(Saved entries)
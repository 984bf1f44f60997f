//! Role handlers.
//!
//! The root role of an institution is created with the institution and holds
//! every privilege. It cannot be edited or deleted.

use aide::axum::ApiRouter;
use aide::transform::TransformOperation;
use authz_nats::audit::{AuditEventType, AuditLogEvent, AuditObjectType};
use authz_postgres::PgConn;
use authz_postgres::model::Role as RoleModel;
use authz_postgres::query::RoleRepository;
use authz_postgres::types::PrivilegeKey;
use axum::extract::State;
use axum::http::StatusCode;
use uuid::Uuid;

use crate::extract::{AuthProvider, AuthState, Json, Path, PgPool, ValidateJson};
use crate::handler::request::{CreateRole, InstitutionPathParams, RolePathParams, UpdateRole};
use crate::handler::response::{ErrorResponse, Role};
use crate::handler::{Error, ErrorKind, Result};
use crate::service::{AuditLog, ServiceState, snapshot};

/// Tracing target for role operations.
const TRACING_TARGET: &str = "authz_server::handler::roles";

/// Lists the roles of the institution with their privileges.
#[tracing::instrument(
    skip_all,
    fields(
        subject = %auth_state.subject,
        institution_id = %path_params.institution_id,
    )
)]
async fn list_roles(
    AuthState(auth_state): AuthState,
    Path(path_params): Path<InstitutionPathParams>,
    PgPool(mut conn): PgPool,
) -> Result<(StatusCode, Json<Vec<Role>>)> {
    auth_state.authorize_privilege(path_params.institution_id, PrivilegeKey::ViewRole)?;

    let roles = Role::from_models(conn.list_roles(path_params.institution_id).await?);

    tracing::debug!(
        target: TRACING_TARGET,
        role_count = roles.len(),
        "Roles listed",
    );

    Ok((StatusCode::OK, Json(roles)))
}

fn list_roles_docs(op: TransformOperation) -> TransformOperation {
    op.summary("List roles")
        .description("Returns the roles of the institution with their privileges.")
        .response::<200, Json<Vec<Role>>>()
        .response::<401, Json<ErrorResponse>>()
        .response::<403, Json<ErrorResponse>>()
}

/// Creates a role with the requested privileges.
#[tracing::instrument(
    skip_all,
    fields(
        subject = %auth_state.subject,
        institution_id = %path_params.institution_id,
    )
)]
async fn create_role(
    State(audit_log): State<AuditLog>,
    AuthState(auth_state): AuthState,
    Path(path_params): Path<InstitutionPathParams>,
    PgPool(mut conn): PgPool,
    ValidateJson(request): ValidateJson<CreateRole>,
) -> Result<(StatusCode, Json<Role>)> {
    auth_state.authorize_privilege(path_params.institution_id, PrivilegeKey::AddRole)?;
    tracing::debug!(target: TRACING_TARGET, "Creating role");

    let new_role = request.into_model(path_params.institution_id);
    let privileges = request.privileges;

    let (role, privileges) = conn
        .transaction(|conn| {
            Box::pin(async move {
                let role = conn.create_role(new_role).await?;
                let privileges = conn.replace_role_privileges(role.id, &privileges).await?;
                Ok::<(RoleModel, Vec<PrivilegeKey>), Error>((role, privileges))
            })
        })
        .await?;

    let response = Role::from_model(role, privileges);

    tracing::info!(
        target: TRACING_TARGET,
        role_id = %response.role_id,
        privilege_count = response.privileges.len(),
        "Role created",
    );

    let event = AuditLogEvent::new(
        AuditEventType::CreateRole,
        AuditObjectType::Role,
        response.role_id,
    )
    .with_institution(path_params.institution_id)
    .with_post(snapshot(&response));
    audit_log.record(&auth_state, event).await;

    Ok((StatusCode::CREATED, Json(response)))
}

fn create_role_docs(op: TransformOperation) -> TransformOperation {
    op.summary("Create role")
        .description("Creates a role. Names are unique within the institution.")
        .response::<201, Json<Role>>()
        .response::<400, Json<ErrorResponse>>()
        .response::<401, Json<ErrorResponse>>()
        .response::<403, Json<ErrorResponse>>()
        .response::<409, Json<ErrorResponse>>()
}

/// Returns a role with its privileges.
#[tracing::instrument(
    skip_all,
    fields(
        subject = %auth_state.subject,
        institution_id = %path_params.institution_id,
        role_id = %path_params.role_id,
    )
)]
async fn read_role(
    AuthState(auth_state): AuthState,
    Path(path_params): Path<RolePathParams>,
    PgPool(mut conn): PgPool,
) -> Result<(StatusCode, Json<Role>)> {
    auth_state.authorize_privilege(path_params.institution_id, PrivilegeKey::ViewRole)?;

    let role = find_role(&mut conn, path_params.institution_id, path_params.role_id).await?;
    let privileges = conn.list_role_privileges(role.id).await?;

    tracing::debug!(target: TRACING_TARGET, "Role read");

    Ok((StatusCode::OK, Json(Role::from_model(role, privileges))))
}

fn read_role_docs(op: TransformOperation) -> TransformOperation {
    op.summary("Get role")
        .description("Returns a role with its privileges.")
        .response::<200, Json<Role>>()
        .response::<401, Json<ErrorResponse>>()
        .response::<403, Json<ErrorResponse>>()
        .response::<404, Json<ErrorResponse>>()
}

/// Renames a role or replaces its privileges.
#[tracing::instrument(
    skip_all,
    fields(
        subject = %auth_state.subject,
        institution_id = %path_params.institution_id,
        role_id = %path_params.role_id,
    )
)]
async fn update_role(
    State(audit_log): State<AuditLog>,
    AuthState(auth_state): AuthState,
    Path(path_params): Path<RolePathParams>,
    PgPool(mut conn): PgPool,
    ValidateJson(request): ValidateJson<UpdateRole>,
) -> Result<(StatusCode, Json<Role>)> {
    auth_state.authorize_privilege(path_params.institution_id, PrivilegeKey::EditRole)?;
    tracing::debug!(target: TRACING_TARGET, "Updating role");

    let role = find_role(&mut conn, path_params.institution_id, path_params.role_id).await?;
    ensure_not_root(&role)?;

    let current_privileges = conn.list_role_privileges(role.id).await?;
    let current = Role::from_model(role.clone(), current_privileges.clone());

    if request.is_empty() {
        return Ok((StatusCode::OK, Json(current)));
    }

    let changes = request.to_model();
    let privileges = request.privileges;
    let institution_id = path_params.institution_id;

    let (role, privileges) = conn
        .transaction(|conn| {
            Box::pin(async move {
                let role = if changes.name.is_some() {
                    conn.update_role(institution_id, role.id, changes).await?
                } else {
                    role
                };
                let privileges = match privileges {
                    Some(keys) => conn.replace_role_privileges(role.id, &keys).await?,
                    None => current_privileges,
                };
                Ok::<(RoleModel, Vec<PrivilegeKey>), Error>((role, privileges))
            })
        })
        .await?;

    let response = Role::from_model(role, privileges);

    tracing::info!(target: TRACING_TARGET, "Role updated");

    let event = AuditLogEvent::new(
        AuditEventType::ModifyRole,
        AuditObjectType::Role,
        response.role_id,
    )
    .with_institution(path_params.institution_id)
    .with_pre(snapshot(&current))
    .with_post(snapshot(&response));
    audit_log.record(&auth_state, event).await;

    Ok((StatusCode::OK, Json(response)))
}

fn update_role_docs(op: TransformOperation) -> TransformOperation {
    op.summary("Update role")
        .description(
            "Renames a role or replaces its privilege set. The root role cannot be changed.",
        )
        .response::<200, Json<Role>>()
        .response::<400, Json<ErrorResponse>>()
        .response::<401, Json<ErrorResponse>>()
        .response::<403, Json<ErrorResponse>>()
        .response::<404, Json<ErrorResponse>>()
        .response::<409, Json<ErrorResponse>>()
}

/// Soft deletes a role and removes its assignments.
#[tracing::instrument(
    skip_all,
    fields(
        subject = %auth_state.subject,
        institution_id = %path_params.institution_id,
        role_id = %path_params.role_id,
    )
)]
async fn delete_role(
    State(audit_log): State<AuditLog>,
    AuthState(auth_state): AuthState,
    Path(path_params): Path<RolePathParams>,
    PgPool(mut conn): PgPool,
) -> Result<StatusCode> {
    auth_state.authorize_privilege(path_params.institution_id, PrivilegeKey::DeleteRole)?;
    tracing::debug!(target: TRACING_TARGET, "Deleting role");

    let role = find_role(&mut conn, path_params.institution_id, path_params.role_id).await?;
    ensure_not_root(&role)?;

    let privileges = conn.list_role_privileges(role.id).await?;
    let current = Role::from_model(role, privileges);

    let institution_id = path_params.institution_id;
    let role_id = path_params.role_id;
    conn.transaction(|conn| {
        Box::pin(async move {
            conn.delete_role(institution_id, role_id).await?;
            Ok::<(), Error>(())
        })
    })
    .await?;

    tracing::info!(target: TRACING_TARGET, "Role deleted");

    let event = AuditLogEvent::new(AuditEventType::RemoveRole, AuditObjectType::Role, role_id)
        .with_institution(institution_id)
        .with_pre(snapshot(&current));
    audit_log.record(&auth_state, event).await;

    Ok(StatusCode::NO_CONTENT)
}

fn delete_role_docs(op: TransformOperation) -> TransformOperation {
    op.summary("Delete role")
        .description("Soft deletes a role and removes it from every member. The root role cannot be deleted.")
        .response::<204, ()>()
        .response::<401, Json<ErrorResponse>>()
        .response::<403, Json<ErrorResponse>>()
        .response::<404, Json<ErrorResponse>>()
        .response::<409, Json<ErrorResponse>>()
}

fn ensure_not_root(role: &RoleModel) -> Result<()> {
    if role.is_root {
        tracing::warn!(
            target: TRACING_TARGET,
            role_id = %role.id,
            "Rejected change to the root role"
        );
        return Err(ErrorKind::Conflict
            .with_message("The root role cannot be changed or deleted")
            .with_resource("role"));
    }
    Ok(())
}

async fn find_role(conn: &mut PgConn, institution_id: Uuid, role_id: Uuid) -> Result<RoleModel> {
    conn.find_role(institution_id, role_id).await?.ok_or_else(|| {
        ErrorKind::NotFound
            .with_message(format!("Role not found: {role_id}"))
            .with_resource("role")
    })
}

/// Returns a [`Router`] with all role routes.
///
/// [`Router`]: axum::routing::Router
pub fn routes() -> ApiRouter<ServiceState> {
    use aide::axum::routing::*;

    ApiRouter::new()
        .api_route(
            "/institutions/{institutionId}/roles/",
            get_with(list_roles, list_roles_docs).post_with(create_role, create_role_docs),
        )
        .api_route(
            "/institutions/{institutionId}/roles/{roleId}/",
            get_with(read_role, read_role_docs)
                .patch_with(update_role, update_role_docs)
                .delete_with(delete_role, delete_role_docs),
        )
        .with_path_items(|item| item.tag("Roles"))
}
==
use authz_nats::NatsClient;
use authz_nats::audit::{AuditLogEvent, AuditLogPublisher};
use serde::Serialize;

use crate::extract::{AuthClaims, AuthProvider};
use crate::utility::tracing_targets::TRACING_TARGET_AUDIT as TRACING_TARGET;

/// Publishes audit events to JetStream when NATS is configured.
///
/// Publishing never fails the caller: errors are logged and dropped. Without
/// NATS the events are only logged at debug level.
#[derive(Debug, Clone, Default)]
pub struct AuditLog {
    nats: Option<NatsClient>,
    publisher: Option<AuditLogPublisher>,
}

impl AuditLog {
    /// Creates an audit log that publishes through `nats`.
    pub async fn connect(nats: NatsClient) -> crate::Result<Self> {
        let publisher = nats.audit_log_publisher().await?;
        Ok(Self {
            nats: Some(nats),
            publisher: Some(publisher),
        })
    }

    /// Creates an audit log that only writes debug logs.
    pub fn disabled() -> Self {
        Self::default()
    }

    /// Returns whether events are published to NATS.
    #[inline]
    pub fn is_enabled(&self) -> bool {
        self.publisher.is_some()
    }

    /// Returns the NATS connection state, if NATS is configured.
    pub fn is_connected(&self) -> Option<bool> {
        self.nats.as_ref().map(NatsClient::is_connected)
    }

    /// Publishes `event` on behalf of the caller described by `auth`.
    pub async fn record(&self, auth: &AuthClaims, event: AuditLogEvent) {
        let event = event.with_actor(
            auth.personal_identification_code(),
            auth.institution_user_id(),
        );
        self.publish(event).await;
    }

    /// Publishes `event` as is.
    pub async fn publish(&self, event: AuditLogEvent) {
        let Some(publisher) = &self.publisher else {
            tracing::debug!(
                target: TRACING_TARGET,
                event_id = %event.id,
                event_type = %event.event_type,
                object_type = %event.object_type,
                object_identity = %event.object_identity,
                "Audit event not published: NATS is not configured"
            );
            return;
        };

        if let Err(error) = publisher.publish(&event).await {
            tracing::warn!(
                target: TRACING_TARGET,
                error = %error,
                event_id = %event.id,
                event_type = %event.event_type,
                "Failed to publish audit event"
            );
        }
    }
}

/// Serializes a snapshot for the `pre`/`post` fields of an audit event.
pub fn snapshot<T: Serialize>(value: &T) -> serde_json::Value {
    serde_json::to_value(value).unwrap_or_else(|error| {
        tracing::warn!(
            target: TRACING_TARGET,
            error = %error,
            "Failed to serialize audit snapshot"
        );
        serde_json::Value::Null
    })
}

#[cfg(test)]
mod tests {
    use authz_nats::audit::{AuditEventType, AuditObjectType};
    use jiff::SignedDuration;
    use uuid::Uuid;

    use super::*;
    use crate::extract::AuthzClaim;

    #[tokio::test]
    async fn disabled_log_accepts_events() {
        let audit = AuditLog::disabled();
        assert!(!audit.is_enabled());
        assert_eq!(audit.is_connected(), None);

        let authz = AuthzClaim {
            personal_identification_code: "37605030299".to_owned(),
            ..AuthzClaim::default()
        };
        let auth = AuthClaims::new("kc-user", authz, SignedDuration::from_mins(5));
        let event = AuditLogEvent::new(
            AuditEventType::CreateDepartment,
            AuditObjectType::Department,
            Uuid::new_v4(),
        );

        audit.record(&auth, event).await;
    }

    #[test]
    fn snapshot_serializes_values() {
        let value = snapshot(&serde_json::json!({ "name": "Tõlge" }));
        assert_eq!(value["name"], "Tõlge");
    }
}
---
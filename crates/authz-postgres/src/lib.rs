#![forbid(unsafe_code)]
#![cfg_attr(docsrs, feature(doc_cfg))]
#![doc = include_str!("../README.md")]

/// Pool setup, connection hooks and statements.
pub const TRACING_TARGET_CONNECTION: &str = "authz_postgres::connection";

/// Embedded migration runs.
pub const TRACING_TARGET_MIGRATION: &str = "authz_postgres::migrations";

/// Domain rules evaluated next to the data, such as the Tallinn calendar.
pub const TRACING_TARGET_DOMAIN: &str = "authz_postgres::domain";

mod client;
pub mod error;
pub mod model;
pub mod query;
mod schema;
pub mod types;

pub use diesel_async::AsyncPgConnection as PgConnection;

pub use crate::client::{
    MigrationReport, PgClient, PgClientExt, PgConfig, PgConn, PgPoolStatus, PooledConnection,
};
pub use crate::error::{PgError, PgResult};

• Your goal
Where a line of the records holds the word "bool", copy that line.

• Output for this exercise
    pub fn is_enabled(&self) -> bool {
    pub fn is_connected(&self) -> Option<bool> {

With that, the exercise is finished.